_Material shown:_
________________________________________

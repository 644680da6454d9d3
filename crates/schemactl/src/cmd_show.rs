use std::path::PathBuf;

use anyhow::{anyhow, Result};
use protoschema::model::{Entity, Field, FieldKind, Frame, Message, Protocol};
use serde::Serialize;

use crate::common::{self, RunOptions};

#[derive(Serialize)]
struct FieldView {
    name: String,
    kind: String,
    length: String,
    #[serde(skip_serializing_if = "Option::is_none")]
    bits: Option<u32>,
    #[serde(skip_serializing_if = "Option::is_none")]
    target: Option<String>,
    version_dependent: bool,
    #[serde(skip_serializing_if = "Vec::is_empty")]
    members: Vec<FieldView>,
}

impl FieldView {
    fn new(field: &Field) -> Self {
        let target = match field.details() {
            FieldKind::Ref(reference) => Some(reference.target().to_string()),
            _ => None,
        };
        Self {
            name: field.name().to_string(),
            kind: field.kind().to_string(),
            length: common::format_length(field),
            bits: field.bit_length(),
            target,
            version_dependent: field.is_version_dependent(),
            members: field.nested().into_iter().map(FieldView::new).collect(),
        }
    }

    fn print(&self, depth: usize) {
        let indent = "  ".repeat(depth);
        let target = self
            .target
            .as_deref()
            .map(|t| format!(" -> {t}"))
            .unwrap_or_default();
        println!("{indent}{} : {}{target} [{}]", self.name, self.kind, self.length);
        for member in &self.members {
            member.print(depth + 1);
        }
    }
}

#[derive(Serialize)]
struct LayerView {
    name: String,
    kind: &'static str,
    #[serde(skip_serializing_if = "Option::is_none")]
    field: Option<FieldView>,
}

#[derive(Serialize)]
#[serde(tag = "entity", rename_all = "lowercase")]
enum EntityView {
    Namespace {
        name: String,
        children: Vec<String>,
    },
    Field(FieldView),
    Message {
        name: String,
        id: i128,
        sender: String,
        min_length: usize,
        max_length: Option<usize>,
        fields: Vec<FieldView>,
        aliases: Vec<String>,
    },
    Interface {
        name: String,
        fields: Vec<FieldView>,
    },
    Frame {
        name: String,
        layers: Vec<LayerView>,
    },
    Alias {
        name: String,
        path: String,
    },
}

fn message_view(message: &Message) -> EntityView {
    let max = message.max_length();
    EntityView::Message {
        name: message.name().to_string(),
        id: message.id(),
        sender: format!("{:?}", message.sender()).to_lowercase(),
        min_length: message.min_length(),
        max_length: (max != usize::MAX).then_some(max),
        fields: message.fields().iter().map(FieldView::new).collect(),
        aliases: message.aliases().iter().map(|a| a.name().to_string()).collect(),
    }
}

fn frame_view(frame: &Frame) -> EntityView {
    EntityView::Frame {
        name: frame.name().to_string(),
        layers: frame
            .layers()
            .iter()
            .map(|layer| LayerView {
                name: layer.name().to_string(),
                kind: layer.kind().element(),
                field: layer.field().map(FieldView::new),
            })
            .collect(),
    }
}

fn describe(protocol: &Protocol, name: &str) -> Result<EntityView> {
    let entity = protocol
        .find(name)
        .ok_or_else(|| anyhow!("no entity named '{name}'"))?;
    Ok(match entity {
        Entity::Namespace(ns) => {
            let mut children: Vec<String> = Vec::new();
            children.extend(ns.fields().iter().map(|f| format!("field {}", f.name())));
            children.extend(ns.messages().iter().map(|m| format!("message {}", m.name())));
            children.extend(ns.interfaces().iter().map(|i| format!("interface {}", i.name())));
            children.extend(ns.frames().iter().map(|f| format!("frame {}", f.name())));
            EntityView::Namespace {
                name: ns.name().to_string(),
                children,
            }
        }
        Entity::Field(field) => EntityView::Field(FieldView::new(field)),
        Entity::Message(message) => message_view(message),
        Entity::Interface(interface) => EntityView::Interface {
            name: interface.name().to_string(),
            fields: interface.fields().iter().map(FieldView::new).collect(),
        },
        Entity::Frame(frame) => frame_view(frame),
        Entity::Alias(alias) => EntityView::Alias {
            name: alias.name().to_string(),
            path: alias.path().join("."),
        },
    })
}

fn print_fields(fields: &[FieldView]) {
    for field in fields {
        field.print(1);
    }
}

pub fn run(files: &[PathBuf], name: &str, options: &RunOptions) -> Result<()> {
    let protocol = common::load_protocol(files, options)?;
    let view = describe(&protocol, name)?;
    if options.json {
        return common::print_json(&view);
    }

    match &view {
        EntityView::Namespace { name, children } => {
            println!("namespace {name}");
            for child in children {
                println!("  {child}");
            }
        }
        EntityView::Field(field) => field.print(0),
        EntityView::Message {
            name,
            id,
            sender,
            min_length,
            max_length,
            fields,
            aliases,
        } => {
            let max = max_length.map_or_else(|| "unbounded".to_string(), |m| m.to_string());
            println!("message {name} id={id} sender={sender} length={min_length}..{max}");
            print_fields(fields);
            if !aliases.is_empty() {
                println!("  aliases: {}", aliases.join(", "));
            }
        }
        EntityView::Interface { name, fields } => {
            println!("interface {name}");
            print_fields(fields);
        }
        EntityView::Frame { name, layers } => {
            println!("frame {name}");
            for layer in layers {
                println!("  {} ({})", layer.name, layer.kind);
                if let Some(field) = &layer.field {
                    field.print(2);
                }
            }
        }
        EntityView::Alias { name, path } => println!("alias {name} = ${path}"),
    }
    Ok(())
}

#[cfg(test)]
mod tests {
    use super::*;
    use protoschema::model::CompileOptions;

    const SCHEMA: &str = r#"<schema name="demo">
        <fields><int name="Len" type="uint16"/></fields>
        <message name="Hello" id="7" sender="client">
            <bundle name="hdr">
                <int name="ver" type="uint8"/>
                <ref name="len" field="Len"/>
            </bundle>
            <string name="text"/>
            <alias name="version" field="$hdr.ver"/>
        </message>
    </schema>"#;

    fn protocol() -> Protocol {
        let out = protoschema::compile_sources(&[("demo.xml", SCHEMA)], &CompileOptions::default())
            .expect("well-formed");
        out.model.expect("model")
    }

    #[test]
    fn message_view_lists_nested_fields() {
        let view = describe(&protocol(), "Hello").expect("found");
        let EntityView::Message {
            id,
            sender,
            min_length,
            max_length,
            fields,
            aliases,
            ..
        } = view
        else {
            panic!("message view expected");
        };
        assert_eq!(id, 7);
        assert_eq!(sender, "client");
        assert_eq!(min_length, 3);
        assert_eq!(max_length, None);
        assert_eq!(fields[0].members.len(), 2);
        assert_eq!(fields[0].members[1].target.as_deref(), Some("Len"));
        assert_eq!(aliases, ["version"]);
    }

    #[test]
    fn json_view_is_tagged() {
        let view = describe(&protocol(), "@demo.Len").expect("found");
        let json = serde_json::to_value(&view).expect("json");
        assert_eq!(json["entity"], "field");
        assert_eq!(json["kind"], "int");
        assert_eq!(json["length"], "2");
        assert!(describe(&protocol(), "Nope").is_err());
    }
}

________________________________________

Every record above is to be given again precisely.

_Task output:_
repository 644680da6454d9d3
filename crates/schemactl/src/cmd_show.rs
use std::path::PathBuf;

use anyhow::{anyhow, Result};
use protoschema::model::{Entity, Field, FieldKind, Frame, Message, Protocol};
use serde::Serialize;

use crate::common::{self, RunOptions};

#[derive(Serialize)]
struct FieldView {
    name: String,
    kind: String,
    length: String,
    #[serde(skip_serializing_if = "Option::is_none")]
    bits: Option<u32>,
    #[serde(skip_serializing_if = "Option::is_none")]
    target: Option<String>,
    version_dependent: bool,
    #[serde(skip_serializing_if = "Vec::is_empty")]
    members: Vec<FieldView>,
}

impl FieldView {
    fn new(field: &Field) -> Self {
        let target = match field.details() {
            FieldKind::Ref(reference) => Some(reference.target().to_string()),
            _ => None,
        };
        Self {
            name: field.name().to_string(),
            kind: field.kind().to_string(),
            length: common::format_length(field),
            bits: field.bit_length(),
            target,
            version_dependent: field.is_version_dependent(),
            members: field.nested().into_iter().map(FieldView::new).collect(),
        }
    }

    fn print(&self, depth: usize) {
        let indent = "  ".repeat(depth);
        let target = self
            .target
            .as_deref()
            .map(|t| format!(" -> {t}"))
            .unwrap_or_default();
        println!("{indent}{} : {}{target} [{}]", self.name, self.kind, self.length);
        for member in &self.members {
            member.print(depth + 1);
        }
    }
}

#[derive(Serialize)]
struct LayerView {
    name: String,
    kind: &'static str,
    #[serde(skip_serializing_if = "Option::is_none")]
    field: Option<FieldView>,
}

#[derive(Serialize)]
#[serde(tag = "entity", rename_all = "lowercase")]
enum EntityView {
    Namespace {
        name: String,
        children: Vec<String>,
    },
    Field(FieldView),
    Message {
        name: String,
        id: i128,
        sender: String,
        min_length: usize,
        max_length: Option<usize>,
        fields: Vec<FieldView>,
        aliases: Vec<String>,
    },
    Interface {
        name: String,
        fields: Vec<FieldView>,
    },
    Frame {
        name: String,
        layers: Vec<LayerView>,
    },
    Alias {
        name: String,
        path: String,
    },
}

fn message_view(message: &Message) -> EntityView {
    let max = message.max_length();
    EntityView::Message {
        name: message.name().to_string(),
        id: message.id(),
        sender: format!("{:?}", message.sender()).to_lowercase(),
        min_length: message.min_length(),
        max_length: (max != usize::MAX).then_some(max),
        fields: message.fields().iter().map(FieldView::new).collect(),
        aliases: message.aliases().iter().map(|a| a.name().to_string()).collect(),
    }
}

fn frame_view(frame: &Frame) -> EntityView {
    EntityView::Frame {
        name: frame.name().to_string(),
        layers: frame
            .layers()
            .iter()
            .map(|layer| LayerView {
                name: layer.name().to_string(),
                kind: layer.kind().element(),
                field: layer.field().map(FieldView::new),
            })
            .collect(),
    }
}

fn describe(protocol: &Protocol, name: &str) -> Result<EntityView> {
    let entity = protocol
        .find(name)
        .ok_or_else(|| anyhow!("no entity named '{name}'"))?;
    Ok(match entity {
        Entity::Namespace(ns) => {
            let mut children: Vec<String> = Vec::new();
            children.extend(ns.fields().iter().map(|f| format!("field {}", f.name())));
            children.extend(ns.messages().iter().map(|m| format!("message {}", m.name())));
            children.extend(ns.interfaces().iter().map(|i| format!("interface {}", i.name())));
            children.extend(ns.frames().iter().map(|f| format!("frame {}", f.name())));
            EntityView::Namespace {
                name: ns.name().to_string(),
                children,
            }
        }
        Entity::Field(field) => EntityView::Field(FieldView::new(field)),
        Entity::Message(message) => message_view(message),
        Entity::Interface(interface) => EntityView::Interface {
            name: interface.name().to_string(),
            fields: interface.fields().iter().map(FieldView::new).collect(),
        },
        Entity::Frame(frame) => frame_view(frame),
        Entity::Alias(alias) => EntityView::Alias {
            name: alias.name().to_string(),
            path: alias.path().join("."),
        },
    })
}

fn print_fields(fields: &[FieldView]) {
    for field in fields {
        field.print(1);
    }
}

pub fn run(files: &[PathBuf], name: &str, options: &RunOptions) -> Result<()> {
    let protocol = common::load_protocol(files, options)?;
    let view = describe(&protocol, name)?;
    if options.json {
        return common::print_json(&view);
    }

    match &view {
        EntityView::Namespace { name, children } => {
            println!("namespace {name}");
            for child in children {
                println!("  {child}");
            }
        }
        EntityView::Field(field) => field.print(0),
        EntityView::Message {
            name,
            id,
            sender,
            min_length,
            max_length,
            fields,
            aliases,
        } => {
            let max = max_length.map_or_else(|| "unbounded".to_string(), |m| m.to_string());
            println!("message {name} id={id} sender={sender} length={min_length}..{max}");
            print_fields(fields);
            if !aliases.is_empty() {
                println!("  aliases: {}", aliases.join(", "));
            }
        }
        EntityView::Interface { name, fields } => {
            println!("interface {name}");
            print_fields(fields);
        }
        EntityView::Frame { name, layers } => {
            println!("frame {name}");
            for layer in layers {
                println!("  {} ({})", layer.name, layer.kind);
                if let Some(field) = &layer.field {
                    field.print(2);
                }
            }
        }
        EntityView::Alias { name, path } => println!("alias {name} = ${path}"),
    }
    Ok(())
}

#[cfg(test)]
mod tests {
    use super::*;
    use protoschema::model::CompileOptions;

    const SCHEMA: &str = r#"<schema name="demo">
        <fields><int name="Len" type="uint16"/></fields>
        <message name="Hello" id="7" sender="client">
            <bundle name="hdr">
                <int name="ver" type="uint8"/>
                <ref name="len" field="Len"/>
            </bundle>
            <string name="text"/>
            <alias name="version" field="$hdr.ver"/>
        </message>
    </schema>"#;

    fn protocol() -> Protocol {
        let out = protoschema::compile_sources(&[("demo.xml", SCHEMA)], &CompileOptions::default())
            .expect("well-formed");
        out.model.expect("model")
    }

    #[test]
    fn message_view_lists_nested_fields() {
        let view = describe(&protocol(), "Hello").expect("found");
        let EntityView::Message {
            id,
            sender,
            min_length,
            max_length,
            fields,
            aliases,
            ..
        } = view
        else {
            panic!("message view expected");
        };
        assert_eq!(id, 7);
        assert_eq!(sender, "client");
        assert_eq!(min_length, 3);
        assert_eq!(max_length, None);
        assert_eq!(fields[0].members.len(), 2);
        assert_eq!(fields[0].members[1].target.as_deref(), Some("Len"));
        assert_eq!(aliases, ["version"]);
    }

    #[test]
    fn json_view_is_tagged() {
        let view = describe(&protocol(), "@demo.Len").expect("found");
        let json = serde_json::to_value(&view).expect("json");
        assert_eq!(json["entity"], "field");
        assert_eq!(json["kind"], "int");
        assert_eq!(json["length"], "2");
        assert!(describe(&protocol(), "Nope").is_err());
    }
}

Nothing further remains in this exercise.